Zombies, Run! maps your runs into the context of a zombie survival story, not just a Google Maps journey view. It feels a little like an audiobook that uses your run progress to determine when you should hear the next segment.
It won’t take over your whole run either. You can play music or a podcast in the background, and the app will take over when it needs to.
Over the days and weeks, your runs represent missions, many of which involve picking up the essentials and delivering them to the characters in the Abel township. It’s the story’s encampment of zombie apocalypse survivors.
You can 'play' Zombies, Run! for free, and after the first few missions new ones unlock at a rate of one per week. Pay for a subscription and you can play as many of the 300-plus missions as you like. It’s more fun than a standard couch-to-5K.
- Free or $39.99/£29.99 per year for premium
A while back Endomondo was one of the top Wear apps. But it has not been updated to support Wear 2.0, which tells us a lot about how many people were using the Wear OS version.

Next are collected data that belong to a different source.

//! Core type aliases shared across the Tessel stack.
//!
//! - [`Axis`] and [`Rank`] name dimension indices and counts
//! - [`Shape`] and [`Strides`] hold per-axis metadata without heap allocation
//!   for the ranks the rearrangement engine works with (4-D tensors and their
//!   6-D block-decomposed views)
//!
//! # Examples
//!
//! ```
//! use tessel_core::{DenseND, Shape};
//!
//! let tensor = DenseND::<f64>::zeros(&[2, 3, 4, 5]);
//! let shape: Shape = tensor.shape().iter().copied().collect();
//! assert_eq!(shape.len(), 4);
//! ```

use smallvec::SmallVec;

// Re-export the actual DenseND implementation
pub use crate::dense::DenseND;

/// Type alias for tensor axis index.
///
/// Zero-indexed (0 is the first axis).
pub type Axis = usize;

/// Type alias for tensor rank (number of dimensions).
///
/// # Examples
///
/// ```
/// use tessel_core::{Rank, DenseND};
///
/// let tensor = DenseND::<f32>::zeros(&[1, 4, 4, 3]);
/// let rank: Rank = tensor.rank();
/// assert_eq!(rank, 4);
/// ```
pub type Rank = usize;

/// Shape type using SmallVec to avoid heap allocation for common cases.
///
/// Sized for up to 6 dimensions: the block-decomposed view of a 4-D tensor
/// is exactly 6-D. Higher ranks spill to the heap.
pub type Shape = SmallVec<[usize; 6]>;

/// Per-axis element strides, same inline capacity as [`Shape`].
pub type Strides = SmallVec<[usize; 6]>;
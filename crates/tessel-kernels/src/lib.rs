//! # tessel-kernels
//!
//! Blocked spatial rearrangement for Tessel: the inverse pair
//! **batch-to-space** and **space-to-batch** over 4-D
//! `(batch, height, width, channel)` tensors.
//!
//! ## Overview
//!
//! Space-to-batch zero-pads each image, cuts it into `b × b` tiles and moves
//! tile offset `(bh, bw)` into its own batch entry. Batch-to-space puts the
//! tiles back together and crops the requested boundary.
//!
//! **Key Features:**
//! - **Zero-copy reconciliation** - both layouts are aligned as 6-D views by
//!   reshape and permute alone
//! - **Fast path** - without boundaries the whole call is one bulk assignment
//! - **Strided copy kernel** - boundary-aware crop and zero-pad over any
//!   strided input and output views
//! - **Parallel execution** - rayon fan-out over contiguous outputs
//!   (`parallel` feature, on by default)
//! - **Runtime dispatch** - [`DynTensor`](tessel_core::DynTensor) entry points
//!   for callers that only know the element type at runtime
//!
//! ## Quick Start
//!
//! ```rust
//! use tessel_core::DenseND;
//! use tessel_kernels::{batch_to_space_dense, space_to_batch_dense, BlockDescriptor};
//!
//! let image = DenseND::from_vec((0..16).collect::<Vec<i32>>(), &[1, 4, 4, 1]).unwrap();
//! let desc = BlockDescriptor::new(2);
//!
//! let batch = space_to_batch_dense(&image, &desc).unwrap();
//! assert_eq!(batch.shape(), &[4, 2, 2, 1]);
//!
//! let restored = batch_to_space_dense(&batch, &desc).unwrap();
//! assert_eq!(restored, image);
//! ```
//!
//! ## Paths
//!
//! | Condition | Path | Extra memory |
//! |-----------|------|--------------|
//! | no boundaries | `fast_assign` | none |
//! | boundaries, blocked view merges to 4-D | `kernel_direct` | none |
//! | boundaries, otherwise | `kernel_staged` | one buffer of the space-side size |
//!
//! ## Errors
//!
//! All entry points return [`KernelResult`]. Shapes are validated before any
//! element is written; crops that consume an entire spatial axis are
//! rejected with [`KernelError::BoundaryOverflow`].

pub mod config;
pub mod descriptor;
pub mod dispatch;
pub mod error;
pub mod reconcile;
pub mod shape;
pub mod space_batch;
pub mod strided_copy;
pub mod tracing_support;
pub mod utils;


pub use config::{RearrangeConfig, DEFAULT_MIN_PARALLEL_LEN};
pub use descriptor::BlockDescriptor;
pub use dispatch::{
    batch_to_space_dyn, batch_to_space_dyn_into, space_to_batch_dyn, space_to_batch_dyn_into,
};
pub use error::{KernelError, KernelResult};
pub use reconcile::CopyPath;
pub use shape::{batch_to_space_output_shape, space_to_batch_output_shape, SPATIAL_RANK};
pub use space_batch::{
    batch_to_space, batch_to_space_dense, batch_to_space_with_config, space_to_batch,
    space_to_batch_dense, space_to_batch_with_config,
};
pub use strided_copy::{crop_copy, pad_copy};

RunKeeper survives, though, and it lets you run without taking your phone out, as long as your watch has built-in GPS.
It shows you stats as you run, and there are some battery-saving display tweaks to help save your watch’s stamina. And you can use it for free.
For many, the non-paid version will do the trick. Upgrade for £8.99/$9.99 per month, or a much more attractive $39.99/£29.99 per year, and you get training plans, broadcasting of your runs on social media (this will need a phone) and a feature that compares your workouts, so you can track progress better.
If you don’t upgrade the only real question is whether RunKeeper is actually much more useful than Google Fit, which nowadays is a great little Wear OS run tracker in its own right.